Вся гостиная вверх дном:
Две «Мартини» под окном,
Осушенных там стояли
И надежды не давали.
Бутерброды с мишурой,
Под лососевой икрой
В центре, на полу валялись;
С ними рядом красовались
Три испанских от вина
И армянская «Двина».
Все испиты!

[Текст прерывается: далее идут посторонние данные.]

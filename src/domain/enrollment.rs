// ==========================================
// Correlativities Engine - Enrollment & Prerequisite Entities
// ==========================================

use crate::domain::types::{EnrollmentId, EnrollmentStatus, PrerequisiteId, StudentId, SubjectId};
use chrono::{DateTime, Utc};
use serde::{Deserialize, Serialize};

/// Latest relationship between a student and a subject.
///
/// At most one record exists per (student, subject); re-enrollment
/// overwrites status instead of adding history.
#[derive(Debug, Clone, PartialEq, Eq, Serialize, Deserialize)]
pub struct Enrollment {
    pub id: EnrollmentId,
    pub student_id: StudentId,
    pub subject_id: SubjectId,
    pub status: EnrollmentStatus,
    pub enrollment_date: DateTime<Utc>,
}

impl Enrollment {
    pub fn is_completed(&self) -> bool {
        self.status == EnrollmentStatus::Completed
    }
}

/// Insert payload for an enrollment
#[derive(Debug, Clone, PartialEq, Eq, Serialize, Deserialize)]
pub struct NewEnrollment {
    pub student_id: StudentId,
    pub subject_id: SubjectId,
    pub status: EnrollmentStatus,
}

impl NewEnrollment {
    pub fn active(student_id: StudentId, subject_id: SubjectId) -> Self {
        Self {
            student_id,
            subject_id,
            status: EnrollmentStatus::Active,
        }
    }
}

/// Directed correlativity: `subject_id` requires `prerequisite_subject_id`.
#[derive(Debug, Clone, PartialEq, Eq, Serialize, Deserialize)]
pub struct PrerequisiteEdge {
    pub id: PrerequisiteId,
    pub subject_id: SubjectId,
    pub prerequisite_subject_id: SubjectId,
}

На столе,
Средь закусок, в хрустале
Засыхала «Сельдь под шубой»;
Здесь же рядом медной тубой
Был накрыт «Марсель» салат,
Да разбросанный шпинат,
И окурки под столом…
В общем – тут царил погром!
Все ж, больной кривясь, шатаясь,
Брел с надеждой, оступаясь
По скрипучему полу,
В направлении к столу.
В кресло рухнул от бессилья
У стола, и штор мантилья
От порыва колыхнулась,
Вьюгой снежной распахнулась
Настежь форточка окна.
Терпкий запах от вина
С подоконника струился,
Позабытый в днях, хрусталь
Шторой сваленный разбился,
Об паркет – фужер «Версаль».
– Не успел… Какая жалость! –
Он, с сарказмом бредя; вялость
Заставляла так сказать.
Слабость стала пронимать,
Безразличьем сердце грея.
От бессилия трезвея,
Наш гуляка стал кивать
Отраженью; где кровать,
Здесь трюмо в углу стояло,
В нем пред выходом, бывало,
Ветрин часто красовался
И собою любовался.
–Да!.. Заплыл лицом немного,
Выпито знать было много
В день вчерашний иль какой? –
Рассуждал он сам с собой.
Вспоминал, как все началось:
У Кремля на Ёлке малость
Был с друзьями, голосил,
Пил не много, больше лил;
В след за тем – воскрес «Ковчег»,
Здесь огромный вышел чек;
Дальше запестрил Арбат –
Танцы, песни невпопад,
Кадром, медленно всплывали…
Там в «Метелице» играли,
Кто в «рулетку», кто в «блек-джек»
Долларов с пяти разбег –
Митя Ветрин мотом слыл.
Пыл героя охмурил…
После дача. Где-то спал,
Снова пил… так пролетал,
Верно кряду третий день.
Не дивлюсь тому – мигрень,
Стала парня донимать,
Не давая долго спать…
Праздной жизнью увлеченный,
И собою поглощенный,
Он ученье презирал,
По ночам кутил, играл.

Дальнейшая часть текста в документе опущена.